Explore our pages of knowledge, skills and advice.
Get informed and get active.
Separate intent from impact.
The intent is what a person meant to do.
The impact is the effect it had on someone else.
The impact it had may not be what the person intended.
(From Joe Griffin and Ivan Tyrrell)
Separate their 'intent' from the 'impact' of their behaviour when talking to them.
Confrontational:
'You said that to humiliate her'
Skilful:
'Unfortunately, she felt humiliated in that conversation, even if that wasn't your intention.'
Don't accuse them of wanting to hurt or anger other people. Give them the benefit of the doubt. That way they're also less likely to become defensive and react badly.

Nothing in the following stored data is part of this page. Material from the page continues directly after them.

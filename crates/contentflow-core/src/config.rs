//! Application configuration.
//!
//! Defines `AppConfig` which is loaded from `.contentflow/config.yml`
//! in the user's working directory. All fields use snake_case to match
//! YAML conventions; a missing file means defaults.
//!
//! Configuration covers caller-side preferences only (default goal,
//! tone, and emoji density for composed posts, and where the ideas list
//! lives). The template engine's own behavior — bullet caps, hashtag
//! caps, the length limit — is fixed and deliberately not configurable.

use std::path::{Path, PathBuf};

use contentflow_template::PostInput;
use serde::{Deserialize, Serialize};
use tracing::info;

use crate::CoreError;

/// Default location of the config file, relative to the working directory.
pub const CONFIG_PATH: &str = ".contentflow/config.yml";

/// Top-level application configuration.
///
/// # Examples
///
/// ```
/// use contentflow_core::AppConfig;
///
/// let config = AppConfig::default();
/// assert_eq!(config.version, 1);
/// assert!(config.defaults.goal.is_none());
///
/// let yaml = serde_yaml_ng::to_string(&config).unwrap();
/// let loaded: AppConfig = serde_yaml_ng::from_str(&yaml).unwrap();
/// assert_eq!(loaded.version, config.version);
/// ```
#[derive(Debug, Clone, Serialize, Deserialize)]
#[serde(default)]
pub struct AppConfig {
    /// Configuration schema version.
    pub version: u32,

    /// Base field values applied to composed posts.
    pub defaults: DefaultsConfig,

    /// Ideas list configuration.
    pub ideas: IdeasConfig,
}

/// Base field values the CLI applies before explicit flags.
///
/// Unset fields leave the template's own defaults in effect
/// (`goal = "engagement"`, `tone = "friendly"`, `emojis = "light"`).
#[derive(Debug, Clone, Default, Serialize, Deserialize)]
#[serde(default)]
pub struct DefaultsConfig {
    /// Default goal for composed posts.
    pub goal: Option<String>,
    /// Default tone for composed posts.
    pub tone: Option<String>,
    /// Default emoji density for composed posts.
    pub emojis: Option<String>,
}

impl DefaultsConfig {
    /// Converts the configured defaults into a base [`PostInput`].
    ///
    /// Callers merge explicit field values on top of this.
    pub fn base_input(&self) -> PostInput {
        PostInput {
            goal: self.goal.clone(),
            tone: self.tone.clone(),
            emojis: self.emojis.clone(),
            ..PostInput::default()
        }
    }
}

/// Ideas list configuration.
#[derive(Debug, Clone, Serialize, Deserialize)]
#[serde(default)]
pub struct IdeasConfig {
    /// Where the persisted ideas list is stored.
    pub path: PathBuf,
}

impl Default for IdeasConfig {
    fn default() -> Self {
        Self {
            path: PathBuf::from(".contentflow/ideas.yml"),
        }
    }
}

impl Default for AppConfig {
    fn default() -> Self {
        Self {
            version: 1,
            defaults: DefaultsConfig::default(),
            ideas: IdeasConfig::default(),
        }
    }
}

impl AppConfig {
    /// Loads configuration from the given path, falling back to defaults
    /// when the file does not exist.
    ///
    /// # Errors
    ///
    /// Returns `CoreError::IoError` if the file exists but cannot be
    /// read, or `CoreError::YamlError` if it is not valid YAML.
    pub fn load(path: &Path) -> Result<Self, CoreError> {
        if !path.exists() {
            info!(path = %path.display(), "No config file found, using default configuration");
            return Ok(Self::default());
        }
        let raw = std::fs::read_to_string(path)?;
        let config: Self = serde_yaml_ng::from_str(&raw)?;
        Ok(config)
    }
}
//! Error types for the content workflow domain.
//!
//! Defines `CoreError` as the primary error type for all fallible
//! operations within `contentflow-core`. The template engine itself is
//! infallible; errors here come from configuration and persistence.

use thiserror::Error;

/// Error type for contentflow-core operations.
#[derive(Debug, Error)]
#[non_exhaustive]
pub enum CoreError {
    /// An I/O error from file system operations.
    #[error("IO error: {0}")]
    IoError(#[from] std::io::Error),

    /// A YAML serialization/deserialization error.
    #[error("YAML error: {0}")]
    YamlError(#[from] serde_yaml_ng::Error),

    /// A configuration error (invalid or missing config).
    #[error("Config error: {0}")]
    ConfigError(String),
}
//! Template definition and input types.
//!
//! Defines [`PostFields`] (the full field record with its defaults),
//! [`PostInput`] (the caller-supplied partial record), and the static
//! template metadata: option sets for the enum-like fields, the
//! completeness [`CHECKLIST`], and per-goal [`tips_for`] guidance.
//!
//! The template definition is process-wide constant data; nothing in
//! this module mutates it.

use serde::{Deserialize, Serialize};

/// Human-readable template name.
pub const TEMPLATE_NAME: &str = "Universal Social Post Template";

/// Template schema version.
pub const TEMPLATE_VERSION: u32 = 1;

/// Legal values for the `goal` field.
pub const GOAL_OPTIONS: &[&str] = &["awareness", "engagement", "leads", "sales", "community"];

/// Legal values for the `tone` field.
pub const TONE_OPTIONS: &[&str] = &["friendly", "professional", "bold", "educational", "story"];

/// Legal values for the `emojis` field.
pub const EMOJI_OPTIONS: &[&str] = &["none", "light", "a-lot"];

/// The complete set of post fields with concrete values.
///
/// `Default` yields the template defaults: `goal = "engagement"`,
/// `tone = "friendly"`, `emojis = "light"`, everything else empty.
/// Option values are advisory only — nothing rejects a `tone` outside
/// [`TONE_OPTIONS`]; the option sets exist for callers rendering
/// selection UI.
///
/// # Examples
///
/// ```
/// use contentflow_template::PostFields;
///
/// let fields = PostFields::default();
/// assert_eq!(fields.goal, "engagement");
/// assert_eq!(fields.tone, "friendly");
/// assert_eq!(fields.emojis, "light");
/// assert!(fields.audience.is_empty());
/// ```
#[derive(Debug, Clone, PartialEq, Eq, Serialize, Deserialize)]
#[serde(default)]
pub struct PostFields {
    /// What the post is trying to achieve (see [`GOAL_OPTIONS`]).
    pub goal: String,
    /// Who the post is for.
    pub audience: String,
    /// Subject line shown in the optional header block.
    pub topic: String,
    /// Opening line meant to grab attention.
    pub hook: String,
    /// The main body: what the reader gets.
    pub value: String,
    /// Supporting points, one per line, rendered as bullets.
    pub details: String,
    /// The single call-to-action.
    pub call_to_action: String,
    /// Voice of the post (see [`TONE_OPTIONS`]).
    pub tone: String,
    /// Emoji density (see [`EMOJI_OPTIONS`]).
    pub emojis: String,
    /// Comma-separated hashtag list.
    pub hashtags: String,
}

impl Default for PostFields {
    fn default() -> Self {
        Self {
            goal: "engagement".to_string(),
            audience: String::new(),
            topic: String::new(),
            hook: String::new(),
            value: String::new(),
            details: String::new(),
            call_to_action: String::new(),
            tone: "friendly".to_string(),
            emojis: "light".to_string(),
            hashtags: String::new(),
        }
    }
}

/// A caller-supplied partial set of post fields.
///
/// Every field is optional; missing fields take the [`PostFields`]
/// defaults when merged via [`merge_with_defaults`]. Constructed per
/// invocation (e.g., from a form or a YAML file) and never mutated by
/// the engine.
///
/// # Examples
///
/// ```
/// use contentflow_template::{merge_with_defaults, PostInput};
///
/// let input = PostInput {
///     hook: Some("Big news".to_string()),
///     ..PostInput::default()
/// };
/// let merged = merge_with_defaults(&input);
/// assert_eq!(merged.hook, "Big news");
/// assert_eq!(merged.tone, "friendly");
/// ```
#[derive(Debug, Clone, Default, PartialEq, Eq, Serialize, Deserialize)]
#[serde(default)]
pub struct PostInput {
    /// Overrides the default goal (`"engagement"`).
    pub goal: Option<String>,
    /// Who the post is for.
    pub audience: Option<String>,
    /// Subject line for the header block.
    pub topic: Option<String>,
    /// Opening line.
    pub hook: Option<String>,
    /// Main body text.
    pub value: Option<String>,
    /// Supporting points, one per line.
    pub details: Option<String>,
    /// The call-to-action.
    #[serde(alias = "cta")]
    pub call_to_action: Option<String>,
    /// Overrides the default tone (`"friendly"`).
    pub tone: Option<String>,
    /// Overrides the default emoji density (`"light"`).
    pub emojis: Option<String>,
    /// Comma-separated hashtag list.
    pub hashtags: Option<String>,
}

/// Merges a partial input over the template defaults.
///
/// Caller-supplied values win; missing fields take the defaults. This is
/// the single merge path shared by [`build_post`](crate::build_post) and
/// [`quick_score`](crate::quick_score) so the two operations can never
/// drift in their defaulting behavior. Merging is idempotent: a merged
/// record converted back to an input and merged again is unchanged.
pub fn merge_with_defaults(input: &PostInput) -> PostFields {
    let defaults = PostFields::default();
    let pick = |v: &Option<String>, d: String| v.clone().unwrap_or(d);
    PostFields {
        goal: pick(&input.goal, defaults.goal),
        audience: pick(&input.audience, defaults.audience),
        topic: pick(&input.topic, defaults.topic),
        hook: pick(&input.hook, defaults.hook),
        value: pick(&input.value, defaults.value),
        details: pick(&input.details, defaults.details),
        call_to_action: pick(&input.call_to_action, defaults.call_to_action),
        tone: pick(&input.tone, defaults.tone),
        emojis: pick(&input.emojis, defaults.emojis),
        hashtags: pick(&input.hashtags, defaults.hashtags),
    }
}

impl From<PostFields> for PostInput {
    /// Converts a full field record back into an input. Useful for
    /// re-feeding already-merged data; see [`merge_with_defaults`].
    fn from(fields: PostFields) -> Self {
        Self {
            goal: Some(fields.goal),
            audience: Some(fields.audience),
            topic: Some(fields.topic),
            hook: Some(fields.hook),
            value: Some(fields.value),
            details: Some(fields.details),
            call_to_action: Some(fields.call_to_action),
            tone: Some(fields.tone),
            emojis: Some(fields.emojis),
            hashtags: Some(fields.hashtags),
        }
    }
}

/// One entry of the completeness checklist.
#[derive(Debug, Clone, Copy, PartialEq, Eq, Serialize)]
pub struct ChecklistItem {
    /// Stable identifier, matching the check keys of
    /// [`QuickScore`](crate::QuickScore).
    pub id: &'static str,
    /// Human-readable description of the quality being checked.
    pub text: &'static str,
}

/// Ordered qualities a well-formed post should satisfy.
///
/// The ids line up one-to-one with the boolean checks reported by
/// [`quick_score`](crate::quick_score).
pub const CHECKLIST: &[ChecklistItem] = &[
    ChecklistItem {
        id: "audience",
        text: "Audience is specific (not 'everyone')",
    },
    ChecklistItem {
        id: "hook",
        text: "Hook is clear and interesting",
    },
    ChecklistItem {
        id: "value",
        text: "Main value is clear (what do they get?)",
    },
    ChecklistItem {
        id: "details",
        text: "Details are short and scannable",
    },
    ChecklistItem {
        id: "cta",
        text: "One clear call-to-action",
    },
    ChecklistItem {
        id: "clean",
        text: "Not too long, not too salesy",
    },
    ChecklistItem {
        id: "tags",
        text: "Hashtags are relevant and not too many",
    },
];

/// Returns the guidance strings for a goal value.
///
/// Unknown goals yield an empty slice rather than an error; the goal
/// field is advisory like the other enum-like fields.
///
/// # Examples
///
/// ```
/// use contentflow_template::tips_for;
///
/// assert_eq!(tips_for("engagement").len(), 3);
/// assert!(tips_for("time-travel").is_empty());
/// ```
pub fn tips_for(goal: &str) -> &'static [&'static str] {
    match goal {
        "awareness" => &[
            "Keep it simple",
            "Focus on the main idea",
            "Avoid too many details",
        ],
        "engagement" => &[
            "Ask a question",
            "Give 1-2 useful points",
            "Invite comments",
        ],
        "leads" => &[
            "Explain who it's for",
            "Say what problem you solve",
            "CTA should be DM or link",
        ],
        "sales" => &[
            "Benefit first",
            "Offer + urgency (optional)",
            "CTA should be clear",
        ],
        "community" => &[
            "Talk like a human",
            "Share progress or story",
            "Invite people to join",
        ],
        _ => &[],
    }
}

#[cfg(test)]
mod tests {
    use super::*;

    #[test]
    fn test_should_provide_documented_defaults() {
        let fields = PostFields::default();
        assert_eq!(fields.goal, "engagement");
        assert_eq!(fields.tone, "friendly");
        assert_eq!(fields.emojis, "light");
        for s in [
            &fields.audience,
            &fields.topic,
            &fields.hook,
            &fields.value,
            &fields.details,
            &fields.call_to_action,
            &fields.hashtags,
        ] {
            assert!(s.is_empty());
        }
    }

    #[test]
    fn test_should_merge_input_over_defaults() {
        let input = PostInput {
            audience: Some("founders".to_string()),
            tone: Some("bold".to_string()),
            ..PostInput::default()
        };
        let merged = merge_with_defaults(&input);
        assert_eq!(merged.audience, "founders");
        assert_eq!(merged.tone, "bold");
        assert_eq!(merged.goal, "engagement");
        assert_eq!(merged.emojis, "light");
    }

    #[test]
    fn test_should_let_explicit_empty_string_win_over_default() {
        let input = PostInput {
            tone: Some(String::new()),
            ..PostInput::default()
        };
        let merged = merge_with_defaults(&input);
        assert!(merged.tone.is_empty());
    }

    #[test]
    fn test_should_merge_idempotently() {
        let input = PostInput {
            hook: Some("Hi".to_string()),
            hashtags: Some("a, b".to_string()),
            ..PostInput::default()
        };
        let once = merge_with_defaults(&input);
        let twice = merge_with_defaults(&PostInput::from(once.clone()));
        assert_eq!(once, twice);
    }

    #[test]
    fn test_should_not_mutate_caller_input() {
        let input = PostInput {
            value: Some("body".to_string()),
            ..PostInput::default()
        };
        let before = input.clone();
        let _ = merge_with_defaults(&input);
        assert_eq!(input, before);
    }

    #[test]
    fn test_should_expose_seven_checklist_items_in_order() {
        let ids: Vec<&str> = CHECKLIST.iter().map(|item| item.id).collect();
        assert_eq!(
            ids,
            ["audience", "hook", "value", "details", "cta", "clean", "tags"]
        );
    }

    #[test]
    fn test_should_provide_tips_for_every_goal_option() {
        for goal in GOAL_OPTIONS {
            assert!(!tips_for(goal).is_empty(), "no tips for goal {goal}");
        }
    }

    #[test]
    fn test_should_deserialize_partial_input_from_yaml() {
        let yaml = r#"
hook: "Big launch"
call_to_action: "Sign up"
"#;
        let input: PostInput = serde_yaml_ng::from_str(yaml).unwrap();
        assert_eq!(input.hook.as_deref(), Some("Big launch"));
        assert_eq!(input.call_to_action.as_deref(), Some("Sign up"));
        assert!(input.value.is_none());
    }

    #[test]
    fn test_should_accept_cta_alias_when_deserializing() {
        let yaml = "cta: \"DM me\"\n";
        let input: PostInput = serde_yaml_ng::from_str(yaml).unwrap();
        assert_eq!(input.call_to_action.as_deref(), Some("DM me"));
    }
}
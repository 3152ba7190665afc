use anyhow::Result;
use colored::*;

use crate::cli::ui;
use crate::models::report::RunReport;
use crate::models::verification::{ CaseStatus, Outcome, TestResult };
use crate::models::{ CaseKind, ExpectedVerdict };

/// Print a run report as human readable text
pub fn print_text(report: &RunReport) {
    for file in &report.files {
        if file.cases == 0 {
            println!("No tests in `{}`", file.path.display());
            continue;
        }
        println!("Running {} test(s) in `{}`", file.cases, file.path.display());
        for result in report.results_for(&file.path) {
            print_result_line(result);
        }
    }

    if !report.setup_errors.is_empty() {
        ui::print_header("Setup errors");
        for setup_error in &report.setup_errors {
            ui::print_error(&setup_error.message);
        }
    }

    if report.aborted {
        ui::print_warning("Run aborted; the counts below only cover completed cases.");
    }

    let summary = &report.summary;
    println!();
    ui::print_result("Total tests", &summary.total.to_string());
    ui::print_result("Failed tests", &summary.failed().to_string());
    if summary.tool_failures > 0 {
        ui::print_result("  of which tool failures", &summary.tool_failures.to_string());
    }
    if summary.setup_errors > 0 {
        ui::print_result("Setup errors", &summary.setup_errors.to_string());
    }

    if report.is_success() {
        ui::print_success("All tests passed");
    } else {
        ui::print_error("Some tests did not pass");
    }
}

fn print_result_line(result: &TestResult) {
    println!(
        "{}  line {:<4} {} {}",
        ui::status_label(result.status),
        result.id.line,
        result.expected,
        result.trace.describe().bold()
    );

    match result.status {
        CaseStatus::Match => {}
        CaseStatus::Mismatch => {
            if let Some(e) = result.to_error() {
                ui::print_wrapped(&e.to_string(), "              ");
            }
            // A missed PASS on a collection: say which members were violated.
            if result.id.kind == CaseKind::Collection && result.expected == ExpectedVerdict::Pass {
                for member in result.violated_members() {
                    ui::print_wrapped(
                        &format!("did not succeed for the property `{}`", member.property),
                        "                - "
                    );
                }
            }
        }
        CaseStatus::ToolFailure => {
            if let Outcome::ToolFailure { failure } = &result.outcome {
                ui::print_wrapped(&failure.to_string(), "              ");
            }
        }
    }
}

/// Serialize a run report as pretty JSON
pub fn to_json(report: &RunReport) -> Result<String> {
    Ok(serde_json::to_string_pretty(report)?)
}
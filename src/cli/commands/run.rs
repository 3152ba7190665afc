use anyhow::{ anyhow, Result };
use log::info;
use std::path::Path;
use std::sync::Arc;

use crate::cli::commands::suite_source;
use crate::cli::{ report, ui, OutputFormat };
use crate::config::HarnessConfig;
use crate::harness::{ load_suite, Aggregator, VerificationDriver };
use crate::implementations::mcrl2::Mcrl2Checker;
use crate::models::model::Template;
use crate::traits::model_checker::ModelChecker;

/// Test run command; returns whether every case matched
pub async fn execute(
    config: &HarnessConfig,
    file: Option<&Path>,
    format: OutputFormat,
    show_progress: bool
) -> Result<bool> {
    let template = Template::load(&config.template).map_err(|e| anyhow!("Cannot load template: {}", e))?;
    info!("Using template {}", template.path.display());

    let suite = load_suite(&suite_source(config, file), Arc::new(template))?;

    let checker: Arc<dyn ModelChecker> = Arc::new(Mcrl2Checker::new(config.tools.clone()));
    let aggregator = Aggregator::new(VerificationDriver::new(checker, config.jobs()));

    let progress = if format == OutputFormat::Text && show_progress && suite.case_count() > 0 {
        Some(ui::create_progress_bar(suite.case_count() as u64, "checking traces"))
    } else {
        None
    };

    let shutdown = async {
        if tokio::signal::ctrl_c().await.is_err() {
            std::future::pending::<()>().await;
        }
    };

    let report = aggregator.run_until(&suite, shutdown, |result| {
        if let Some(pb) = &progress {
            pb.inc(1);
            if !result.is_match() {
                pb.set_message(format!("{} failing", result.id.location()));
            }
        }
    }).await;

    if let Some(pb) = progress {
        pb.finish_and_clear();
    }

    match format {
        OutputFormat::Text => report::print_text(&report),
        OutputFormat::Json => println!("{}", report::to_json(&report)?),
    }

    Ok(report.is_success())
}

If the injured party is present too, acknowledge the impact that it had on them without attributing vicious intent to the person who hurt them. That way you can keep the trust of both parties at the same time.
Avoid accusations by separating impact from intent:
Acknowledge the impact.
Give the benefit of the doubt on intent.
When trying to understand what went wrong, don't start assigning blame, and don't get sucked in to it when the others do.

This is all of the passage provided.